The dough-faced man was a lot shorter than Shayne, and heavy around the waistline. The detective found a short-sleeved sports shirt that could remain open at the neck, with a short tail designed to hang outside the trousers. He pulled that on over his naked torso, selected a pair of light flannel trousers and stepped into them. Without a belt, they slid down on his hips so that the cuffs were low enough not to be conspicuous, and the sports shirt hid the fact that they weren’t up around his waist.
He knew that shoes would be hopeless, but was lucky enough to discover a pair of heelless beach sandals which clung to his toes and stayed on, though his heels extended a couple of inches beyond the soles.
Attired in this manner, he opened the bathroom door and scuffed out in time to see Henry back out of the bedroom. The night clerk’s face was white and he was wiping it with a handkerchief.
He said to Painter, “That’s Mr. Slocum. I certainly didn’t know he had come back to spend the night when I let Mr. Shayne come up, or I wouldn’t—”
“Or you wouldn’t have let Shayne come up to murder him,” Painter snapped.
“I didn’t mean that at all.” Henry glanced at Shayne. His answer to Peter Painter was voiced in a tone of hopelessness, but the sight of his friend gave him courage. He spoke out boldly when he said, “I’m positive Mr. Shayne didn’t do it. A burglar must have broken in, though I don’t see how.” He became the prim and efficient little man Shayne had known for many years. He examined the windows and the door to the fire escape outside the kitchenette, then came back to stand unobtrusively near the bathroom door.
Timothy Rourke was sitting at one end of the couch on the other side of the room, nursing the cognac bottle between his thin knees. He cocked his head and leered as Shayne came over to him.
“That’s a new outfit isn’t it, Mike? You know, I think I like it on you. Gives you a certain flair.”
Shayne said softly, “Shut up, you fool,” as he sank down beside the reporter. He took the bottle from Rourke, tilted it to his mouth and drank deeply just as the front door opened to admit Chief Will Gentry and members of the Miami homicide squad.
Gentry was a big, slow-moving man with a florid and honest face lined with worry. He looked at the two men sitting on the couch, then advanced stolidly, chewing on the soggy butt of a cigar and pushing his hat back from his perspiring forehead.
Shayne said, “Make yourself at home, Will. I’m holding open house, as usual.”
“With a corpse in his bedroom, as usual,” snapped Painter. “This way, men,” he told Gentry’s squad of experts.
Gentry didn’t look toward his fellow official from the Beach. He thrust his hands deep in his pockets and said to Shayne, “I thought you were on a plane and halfway to New Orleans by now.”
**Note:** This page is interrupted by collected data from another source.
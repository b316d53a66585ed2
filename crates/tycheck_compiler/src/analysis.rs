//! Per-file analysis results, stored in the build cache.
//!
//! Everything here is position-addressed by byte offsets into the file text
//! the analysis was computed from, so it stays valid across processes for as
//! long as the file keeps its version token.

use serde::{Deserialize, Serialize};
use tycheck_diagnostics::{Diagnostic, DiagnosticCode, Label, Severity};
use tycheck_source::{FileId, Span};

/// A half-open byte range within one file.
#[derive(Debug, Clone, Copy, PartialEq, Eq, Hash, Serialize, Deserialize)]
pub struct ByteRange {
    /// Inclusive start offset.
    pub start: u32,
    /// Exclusive end offset.
    pub end: u32,
}

impl ByteRange {
    /// Creates a range.
    pub fn new(start: u32, end: u32) -> Self {
        Self { start, end }
    }

    /// Covers a tree-sitter node.
    pub fn of_node(node: tree_sitter::Node<'_>) -> Self {
        Self::new(node.start_byte() as u32, node.end_byte() as u32)
    }

    /// Places the range in a file.
    pub fn in_file(self, file: FileId) -> Span {
        Span::new(file, self.start, self.end)
    }
}

/// A diagnostic whose location is a byte range in the file that owns it.
#[derive(Debug, Clone, PartialEq, Eq, Serialize, Deserialize)]
pub struct CachedDiagnostic {
    /// Severity.
    pub severity: Severity,
    /// TypeScript diagnostic code.
    pub code: DiagnosticCode,
    /// Message text.
    pub message: String,
    /// Primary location.
    pub range: ByteRange,
    /// Related information in the same file.
    pub related: Vec<(ByteRange, String)>,
}

impl CachedDiagnostic {
    /// An error at `range`.
    pub fn error(code: DiagnosticCode, message: impl Into<String>, range: ByteRange) -> Self {
        Self {
            severity: Severity::Error,
            code,
            message: message.into(),
            range,
            related: Vec::new(),
        }
    }

    /// A suggestion at `range`.
    pub fn suggestion(code: DiagnosticCode, message: impl Into<String>, range: ByteRange) -> Self {
        Self {
            severity: Severity::Suggestion,
            ..Self::error(code, message, range)
        }
    }

    /// Adds related information.
    pub fn with_related(mut self, range: ByteRange, message: impl Into<String>) -> Self {
        self.related.push((range, message.into()));
        self
    }

    /// Converts into a [`Diagnostic`] located in `file`.
    pub fn to_diagnostic(&self, file: FileId) -> Diagnostic {
        let mut diag = Diagnostic::new(
            self.severity,
            self.code,
            self.message.clone(),
            self.range.in_file(file),
        );
        for (range, message) in &self.related {
            diag = diag.with_label(Label::new(range.in_file(file), message.clone()));
        }
        diag
    }
}

/// How a module specifier entered the file.
#[derive(Debug, Clone, Copy, PartialEq, Eq, Serialize, Deserialize)]
pub enum ImportKind {
    /// `import ... from "x"` or `import "x"`.
    Static,
    /// `export ... from "x"`.
    ReExport,
    /// `import("x")`.
    Dynamic,
    /// `import x = require("x")`.
    RequireAlias,
}

/// A binding imported by name.
#[derive(Debug, Clone, PartialEq, Eq, Serialize, Deserialize)]
pub struct NamedBinding {
    /// Name as exported by the target module.
    pub name: String,
    /// Location of the name.
    pub range: ByteRange,
}

/// One module specifier occurrence.
#[derive(Debug, Clone, PartialEq, Eq, Serialize, Deserialize)]
pub struct ImportRecord {
    /// The specifier text, without quotes.
    pub specifier: String,
    /// Location of the string literal, quotes included.
    pub range: ByteRange,
    /// How the specifier was used.
    pub kind: ImportKind,
    /// Location of the default binding, if the target's default export is used.
    pub default_binding: Option<ByteRange>,
    /// Names taken from the target's exports.
    pub named: Vec<NamedBinding>,
    /// `export * from "x"`: every export of the target is re-exported.
    pub star: bool,
}

impl ImportRecord {
    /// A record that only references the module.
    pub fn bare(specifier: impl Into<String>, range: ByteRange, kind: ImportKind) -> Self {
        Self {
            specifier: specifier.into(),
            range,
            kind,
            default_binding: None,
            named: Vec::new(),
            star: false,
        }
    }
}

/// What a module exports, as far as can be seen without type information.
#[derive(Debug, Clone, Default, PartialEq, Eq, Serialize, Deserialize)]
pub struct ExportSummary {
    /// Names exported directly (declarations, clauses, `* as ns`).
    pub names: Vec<String>,
    /// The module has a default export.
    pub has_default: bool,
    /// The module uses `export =`; its shape is opaque.
    pub export_assignment: bool,
}

/// Everything the checker learns from one file in isolation.
#[derive(Debug, Clone, Default, PartialEq, Eq, Serialize, Deserialize)]
pub struct FileAnalysis {
    /// Syntax diagnostics plus per-file checks.
    pub diagnostics: Vec<CachedDiagnostic>,
    /// Module specifiers referenced by the file, in source order.
    pub imports: Vec<ImportRecord>,
    /// The file's exports.
    pub exports: ExportSummary,
    /// `declare module "name"` declarations (exact names or `*` patterns).
    pub declared_modules: Vec<String>,
}
//! Diagnostic severity levels ordered from least to most severe.

use serde::{Deserialize, Serialize};
use std::fmt;

/// The category of a diagnostic message.
///
/// Ordered from least severe (`Message`) to most severe (`Error`), matching
/// the derived `PartialOrd`/`Ord` implementation based on declaration order.
#[derive(Clone, Copy, PartialEq, Eq, PartialOrd, Ord, Hash, Debug, Serialize, Deserialize)]
pub enum Severity {
    /// Purely informational output.
    Message,
    /// An optional improvement the user may apply.
    Suggestion,
    /// A potential issue that does not fail the check.
    Warning,
    /// A definite problem.
    Error,
}

impl Severity {
    /// Returns `true` if this severity is [`Error`](Severity::Error).
    pub fn is_error(self) -> bool {
        self == Severity::Error
    }
}

impl fmt::Display for Severity {
    fn fmt(&self, f: &mut fmt::Formatter<'_>) -> fmt::Result {
        match self {
            Severity::Message => write!(f, "message"),
            Severity::Suggestion => write!(f, "suggestion"),
            Severity::Warning => write!(f, "warning"),
            Severity::Error => write!(f, "error"),
        }
    }
}
//! Human-readable resolved source locations.

use std::fmt;

/// A span resolved to 1-based line/column coordinates.
///
/// `file_name` is the display name the file was registered under (usually a
/// project-relative path with `/` separators). Produced by
/// [`SourceDb::resolve_span`](crate::SourceDb::resolve_span).
#[derive(Debug, Clone, PartialEq, Eq)]
pub struct ResolvedSpan {
    /// Display name of the source file.
    pub file_name: String,
    /// The starting line number (1-indexed).
    pub start_line: u32,
    /// The starting column number (1-indexed, in characters).
    pub start_col: u32,
    /// The ending line number (1-indexed).
    pub end_line: u32,
    /// The ending column number (1-indexed, in characters, exclusive).
    pub end_col: u32,
}

impl fmt::Display for ResolvedSpan {
    fn fmt(&self, f: &mut fmt::Formatter<'_>) -> fmt::Result {
        write!(f, "{}:{}:{}", self.file_name, self.start_line, self.start_col)
    }
}

#[cfg(test)]
mod tests {
    use super::*;

    #[test]
    fn display_shows_start_only() {
        let rs = ResolvedSpan {
            file_name: "src/App.tsx".to_string(),
            start_line: 4,
            start_col: 9,
            end_line: 6,
            end_col: 2,
        };
        assert_eq!(rs.to_string(), "src/App.tsx:4:9");
    }
}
“That’s what he wanted us to think,” Painter said, strutting back from the bedroom door after Gentry’s men had entered. “I told you I smelled something rotten about that fast take-off. He quit the plane at Palm Beach, hurried back here and bludgeoned a man to death.”
There was a thick silence in the room. Timothy Rourke’s voice broke it when he said quietly, “Last time I heard it, Painter, you had Mike mixed up in a kidnap killing.”
“Keep out of this,” Painter barked. “Shayne’s mixed up in that, too. I’m sure of it. But he hasn’t got an alibi for this one.” He jerked a forefinger toward the bedroom.
“What did Henry tell you?” Shayne demanded.
“Him?” Painter looked scornfully at the night clerk. “He’d lie for you any day.”
“Suppose someone tells me what this is all about,” Will Gentry rumbled mildly. “Who’s the stiff this time, anybody here know?”
Peter Painter pounced upon the question and said, “The night clerk here says it’s a man who rented this apartment this afternoon. He gave the name of Leonard Slocum—from Mobile. The clerk didn’t think he’d moved in yet, so he let Shayne in with a passkey to bathe and change clothes—according to his story.”
“What time?” Shayne asked quietly.
“He says it wasn’t more than fifteen minutes ago at the time I questioned him,” Painter admitted. “But—”
“You can check with Joe, the elevator boy,” said Shayne.
“I will. Perhaps it was just fifteen minutes, or they may both be lying. Here’s the way I see it, Will,” Painter went on pompously, turning his back on Shayne and Rourke. “Whoever killed that man must have gotten spattered with blood. What do you think we found Shayne doing when we came in here?”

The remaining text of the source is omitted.